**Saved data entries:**
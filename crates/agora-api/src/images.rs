use std::path::Path;

use axum::{
    Extension,
    extract::{Multipart, State},
    response::IntoResponse,
};
use bytes::Bytes;
use sha2::{Digest, Sha256};
use tracing::{error, info};

use agora_types::api::ImageResponse;

use crate::error::{ApiError, ApiResult};
use crate::extract::Json;
use crate::middleware::Actor;
use crate::state::AppState;

/// 5 MB upload limit for images
pub const MAX_IMAGE_SIZE: usize = 5 * 1024 * 1024;

/// `POST /image`: multipart field `image` (jpeg or png). Stored under the
/// uploads directory as `<sha256>.<ext>`, so identical uploads share a file.
pub async fn upload_image(
    State(state): State<AppState>,
    Extension(actor): Extension<Actor>,
    mut multipart: Multipart,
) -> ApiResult<impl IntoResponse> {
    while let Some(field) = multipart
        .next_field()
        .await
        .map_err(|e| ApiError::bad_request(e.body_text()))?
    {
        if field.name() != Some("image") {
            continue;
        }

        let extension = image_extension(field.content_type())?;
        let bytes = field
            .bytes()
            .await
            .map_err(|e| ApiError::bad_request(e.body_text()))?;

        if bytes.is_empty() {
            return Err(ApiError::bad_request("Image is empty"));
        }
        if bytes.len() > MAX_IMAGE_SIZE {
            return Err(ApiError::bad_request("Image is too large"));
        }

        let name = store_image(&state.uploads_dir, &bytes, extension).await?;
        info!(user_id = actor.id(), %name, size = bytes.len(), "Stored image");

        return Ok(Json(ImageResponse {
            image_url: format!("/uploads/{name}"),
        }));
    }

    Err(ApiError::bad_request("Please attach an image"))
}

fn image_extension(content_type: Option<&str>) -> ApiResult<&'static str> {
    match content_type {
        Some("image/jpeg" | "image/jpg") => Ok("jpg"),
        Some("image/png") => Ok("png"),
        _ => Err(ApiError::bad_request("Bad image format")),
    }
}

async fn store_image(dir: &Path, bytes: &Bytes, extension: &str) -> ApiResult<String> {
    let name = format!("{}.{}", hex::encode(Sha256::digest(bytes)), extension);

    tokio::fs::create_dir_all(dir).await.map_err(|e| {
        error!("Failed to create uploads directory: {}", e);
        ApiError::Internal(e.to_string())
    })?;

    let path = dir.join(&name);
    tokio::fs::write(&path, bytes).await.map_err(|e| {
        error!("Failed to write image {}: {}", path.display(), e);
        ApiError::Internal(e.to_string())
    })?;

    Ok(name)
}
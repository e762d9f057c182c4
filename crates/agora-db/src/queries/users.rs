use rusqlite::{Connection, OptionalExtension, Row, params};

use super::{SHORT_USER_COLUMNS, short_user_at};
use crate::models::{NewUser, ProfileUpdate, ShortUserRow, UserRow};
use crate::{Database, DbResult};

const USER_COLUMNS: &str = "id, email, password, first_name, last_name, date_of_birth, about, \
     image_url, confirmed, forgot_password_locked, online, created_at, last_active";

impl Database {
    /// Fails with `DbError::Conflict` when the email is already registered.
    pub fn create_user(&self, user: &NewUser<'_>) -> DbResult<i64> {
        self.with_conn(|conn| {
            conn.execute(
                "INSERT INTO users (email, password, first_name, last_name, date_of_birth)
                 VALUES (?1, ?2, ?3, ?4, ?5)",
                params![
                    user.email,
                    user.password_hash,
                    user.first_name,
                    user.last_name,
                    user.date_of_birth
                ],
            )?;
            Ok(conn.last_insert_rowid())
        })
    }

    pub fn get_user_by_id(&self, id: i64) -> DbResult<Option<UserRow>> {
        self.with_conn(|conn| query_user(conn, "id = ?1", &id))
    }

    pub fn get_user_by_email(&self, email: &str) -> DbResult<Option<UserRow>> {
        self.with_conn(|conn| query_user(conn, "email = ?1", &email))
    }

    pub fn list_users(&self, offset: u32, limit: u32) -> DbResult<Vec<ShortUserRow>> {
        self.with_conn(|conn| {
            let mut stmt = conn.prepare(&format!(
                "SELECT {SHORT_USER_COLUMNS} FROM users u ORDER BY u.id LIMIT ?1 OFFSET ?2"
            ))?;
            let rows = stmt
                .query_map(params![limit, offset], |row| short_user_at(row, 0))?
                .collect::<Result<Vec<_>, _>>()?;
            Ok(rows)
        })
    }

    /// Applies the non-empty fields of `update`. Returns false if the user is gone.
    pub fn update_profile(&self, id: i64, update: &ProfileUpdate) -> DbResult<bool> {
        self.with_conn(|conn| {
            let changed = conn.execute(
                "UPDATE users SET
                    first_name    = COALESCE(?2, first_name),
                    last_name     = COALESCE(?3, last_name),
                    date_of_birth = COALESCE(?4, date_of_birth),
                    about         = COALESCE(?5, about),
                    image_url     = COALESCE(?6, image_url)
                 WHERE id = ?1",
                params![
                    id,
                    update.first_name,
                    update.last_name,
                    update.date_of_birth,
                    update.about,
                    update.image_url
                ],
            )?;
            Ok(changed > 0)
        })
    }

    pub fn confirm_user(&self, id: i64) -> DbResult<bool> {
        self.with_conn(|conn| {
            let changed = conn.execute("UPDATE users SET confirmed = 1 WHERE id = ?1", [id])?;
            Ok(changed > 0)
        })
    }

    /// Sets the presence flag and stamps `last_active`.
    pub fn set_online(&self, id: i64, online: bool) -> DbResult<()> {
        self.with_conn(|conn| {
            conn.execute(
                "UPDATE users SET online = ?2, last_active = datetime('now') WHERE id = ?1",
                params![id, online],
            )?;
            Ok(())
        })
    }

    pub fn lock_for_recovery(&self, id: i64) -> DbResult<()> {
        self.with_conn(|conn| {
            conn.execute(
                "UPDATE users SET forgot_password_locked = 1 WHERE id = ?1",
                [id],
            )?;
            Ok(())
        })
    }

    /// Stores a new password hash and lifts the recovery lock.
    pub fn reset_password(&self, id: i64, password_hash: &str) -> DbResult<bool> {
        self.with_conn(|conn| {
            let changed = conn.execute(
                "UPDATE users SET password = ?2, forgot_password_locked = 0 WHERE id = ?1",
                params![id, password_hash],
            )?;
            Ok(changed > 0)
        })
    }
}

fn query_user(
    conn: &Connection,
    predicate: &str,
    value: &dyn rusqlite::ToSql,
) -> DbResult<Option<UserRow>> {
    let mut stmt = conn.prepare(&format!("SELECT {USER_COLUMNS} FROM users WHERE {predicate}"))?;
    let row = stmt.query_row([value], map_user).optional()?;
    Ok(row)
}

fn map_user(row: &Row<'_>) -> rusqlite::Result<UserRow> {
    Ok(UserRow {
        id: row.get(0)?,
        email: row.get(1)?,
        password: row.get(2)?,
        first_name: row.get(3)?,
        last_name: row.get(4)?,
        date_of_birth: row.get(5)?,
        about: row.get(6)?,
        image_url: row.get(7)?,
        confirmed: row.get(8)?,
        forgot_password_locked: row.get(9)?,
        online: row.get(10)?,
        created_at: row.get(11)?,
        last_active: row.get(12)?,
    })
}
mod common;

use axum::http::{Method, StatusCode};
use serde_json::json;

use common::{PASSWORD, TestApp};

#[tokio::test]
async fn register_confirm_login_then_own_channel_is_listed() {
    let app = TestApp::new();
    let alice = app.signup("a@test.com").await;

    let (status, _) = app
        .post("/channel", &alice.token, json!({ "name": "c", "tag": "c" }))
        .await;
    assert_eq!(status, StatusCode::CREATED);

    let (status, body) = app.get("/channel/my", &alice.token).await;
    assert_eq!(status, StatusCode::OK);
    let channels = body.as_array().unwrap();
    assert_eq!(channels.len(), 1);
    assert_eq!(channels[0]["tag"], "c");
    assert_eq!(channels[0]["owner"]["id"], alice.id);
}

#[tokio::test]
async fn login_requires_confirmation() {
    let app = TestApp::new();
    app.register("a@test.com").await;

    let (status, body) = app.login("a@test.com", PASSWORD).await;
    assert_eq!(status, StatusCode::FORBIDDEN);
    assert_eq!(body[0]["path"], "email");
}

#[tokio::test]
async fn login_failures_are_field_errors() {
    let app = TestApp::new();
    app.signup("a@test.com").await;

    let (status, body) = app.login("nobody@test.com", PASSWORD).await;
    assert_eq!(status, StatusCode::NOT_FOUND);
    assert_eq!(body[0]["path"], "email");

    let (status, body) = app.login("a@test.com", "wrong-password").await;
    assert_eq!(status, StatusCode::BAD_REQUEST);
    assert_eq!(body, json!([{ "path": "password", "message": "Wrong password" }]));
}

#[tokio::test]
async fn login_marks_user_online_and_logout_clears_it() {
    let app = TestApp::new();
    let alice = app.signup("a@test.com").await;

    let (_, me) = app.get("/me", &alice.token).await;
    assert_eq!(me["online"], true);
    assert!(me.get("password").is_none());

    let (status, _) = app.post("/logout", &alice.token, json!({})).await;
    assert_eq!(status, StatusCode::OK);
    let (_, me) = app.get("/me", &alice.token).await;
    assert_eq!(me["online"], false);
}

#[tokio::test]
async fn duplicate_email_is_a_conflict() {
    let app = TestApp::new();
    app.register("a@test.com").await;

    let (status, body) = app.register("a@test.com").await;
    assert_eq!(status, StatusCode::CONFLICT);
    assert_eq!(body["path"], "email");
}

#[tokio::test]
async fn invalid_registration_lists_every_field() {
    let app = TestApp::new();
    let (status, body) = app
        .request(
            Method::POST,
            "/register",
            None,
            Some(json!({
                "email": "not-an-email",
                "password": "123",
                "firstName": "Al",
                "lastName": "Smith"
            })),
        )
        .await;

    assert_eq!(status, StatusCode::BAD_REQUEST);
    let paths: Vec<&str> = body
        .as_array()
        .unwrap()
        .iter()
        .map(|e| e["path"].as_str().unwrap())
        .collect();
    assert!(paths.contains(&"email"));
    assert!(paths.contains(&"password"));
    assert!(paths.contains(&"firstName"));
    assert!(!paths.contains(&"lastName"));
}

#[tokio::test]
async fn confirmation_key_is_single_use() {
    let app = TestApp::new();
    app.register("a@test.com").await;
    let key = app.mailed_key("a@test.com");

    let (status, body) = app
        .request(Method::POST, &format!("/confirm/{key}"), None, None)
        .await;
    assert_eq!(status, StatusCode::OK);
    assert_eq!(body["message"], "ok");

    let (status, body) = app
        .request(Method::GET, &format!("/confirm/{key}"), None, None)
        .await;
    assert_eq!(status, StatusCode::BAD_REQUEST);
    assert_eq!(body["error"], "invalid");
}

#[tokio::test]
async fn confirmation_can_be_resent_until_confirmed() {
    let app = TestApp::new();
    app.register("a@test.com").await;
    let first = app.mailed_key("a@test.com");

    let (status, _) = app
        .request(
            Method::POST,
            "/confirm",
            None,
            Some(json!({ "email": "a@test.com" })),
        )
        .await;
    assert_eq!(status, StatusCode::OK);
    let second = app.mailed_key("a@test.com");
    assert_ne!(first, second);

    app.request(Method::GET, &format!("/confirm/{second}"), None, None)
        .await;
    let (status, body) = app
        .request(
            Method::POST,
            "/confirm",
            None,
            Some(json!({ "email": "a@test.com" })),
        )
        .await;
    assert_eq!(status, StatusCode::BAD_REQUEST);
    assert_eq!(body[0]["message"], "Your user is confirmed already");
}

#[tokio::test]
async fn password_recovery_replaces_password() {
    let app = TestApp::new();
    app.signup("a@test.com").await;

    let (status, _) = app
        .request(
            Method::POST,
            "/change-password",
            None,
            Some(json!({ "email": "a@test.com" })),
        )
        .await;
    assert_eq!(status, StatusCode::OK);
    let link = app.mailer.last_link_for("a@test.com").unwrap();
    assert!(link.starts_with("http://localhost:8080/forgot-password/"));
    let key = app.mailed_key("a@test.com");

    let (status, _) = app
        .request(
            Method::POST,
            &format!("/change-password/{key}"),
            None,
            Some(json!({ "password": "brand-new-pass" })),
        )
        .await;
    assert_eq!(status, StatusCode::OK);

    let (status, _) = app.login("a@test.com", PASSWORD).await;
    assert_eq!(status, StatusCode::BAD_REQUEST);
    let (status, _) = app.login("a@test.com", "brand-new-pass").await;
    assert_eq!(status, StatusCode::OK);

    let (status, body) = app
        .request(
            Method::POST,
            &format!("/change-password/{key}"),
            None,
            Some(json!({ "password": "another-pass" })),
        )
        .await;
    assert_eq!(status, StatusCode::BAD_REQUEST);
    assert_eq!(body[0]["path"], "password");
}

#[tokio::test]
async fn protected_routes_require_a_valid_token() {
    let app = TestApp::new();

    let (status, body) = app.request(Method::GET, "/me", None, None).await;
    assert_eq!(status, StatusCode::UNAUTHORIZED);
    assert!(body["error"].is_string());

    let (status, _) = app.get("/me", "garbage").await;
    assert_eq!(status, StatusCode::UNAUTHORIZED);
}

#[tokio::test]
async fn profile_update_changes_only_given_fields() {
    let app = TestApp::new();
    let alice = app.signup("a@test.com").await;

    let (status, body) = app
        .put(
            "/user",
            &alice.token,
            json!({ "about": "hello there", "dateOfBirth": "1990-12-01" }),
        )
        .await;
    assert_eq!(status, StatusCode::OK, "{body}");
    assert_eq!(body["about"], "hello there");
    assert_eq!(body["dateOfBirth"], "1990-12-01");
    assert_eq!(body["firstName"], "Test");

    let (status, body) = app.get(&format!("/user/{}", alice.id), &alice.token).await;
    assert_eq!(status, StatusCode::OK);
    assert_eq!(body["about"], "hello there");
}

#[tokio::test]
async fn user_lookup_distinguishes_bad_and_missing_ids() {
    let app = TestApp::new();
    let alice = app.signup("a@test.com").await;

    let (status, body) = app.get("/user/abc", &alice.token).await;
    assert_eq!(status, StatusCode::BAD_REQUEST);
    assert_eq!(body["error"], "Bad user id");

    let (status, body) = app.get("/user/999", &alice.token).await;
    assert_eq!(status, StatusCode::NOT_FOUND);
    assert_eq!(body["error"], "User not found");

    let (status, body) = app.get("/user/all", &alice.token).await;
    assert_eq!(status, StatusCode::OK);
    assert_eq!(body.as_array().unwrap().len(), 1);
}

**EXERCISE BRIEF:** What you write must be the entries restated word for word, from the opening line through the one holding "while let Some(field) = multipart", with nothing else.

**SOLUTION:**
filename crates/agora-api/src/images.rs
use std::path::Path;

use axum::{
    Extension,
    extract::{Multipart, State},
    response::IntoResponse,
};
use bytes::Bytes;
use sha2::{Digest, Sha256};
use tracing::{error, info};

use agora_types::api::ImageResponse;

use crate::error::{ApiError, ApiResult};
use crate::extract::Json;
use crate::middleware::Actor;
use crate::state::AppState;

/// 5 MB upload limit for images
pub const MAX_IMAGE_SIZE: usize = 5 * 1024 * 1024;

/// `POST /image`: multipart field `image` (jpeg or png). Stored under the
/// uploads directory as `<sha256>.<ext>`, so identical uploads share a file.
pub async fn upload_image(
    State(state): State<AppState>,
    Extension(actor): Extension<Actor>,
    mut multipart: Multipart,
) -> ApiResult<impl IntoResponse> {
    while let Some(field) = multipart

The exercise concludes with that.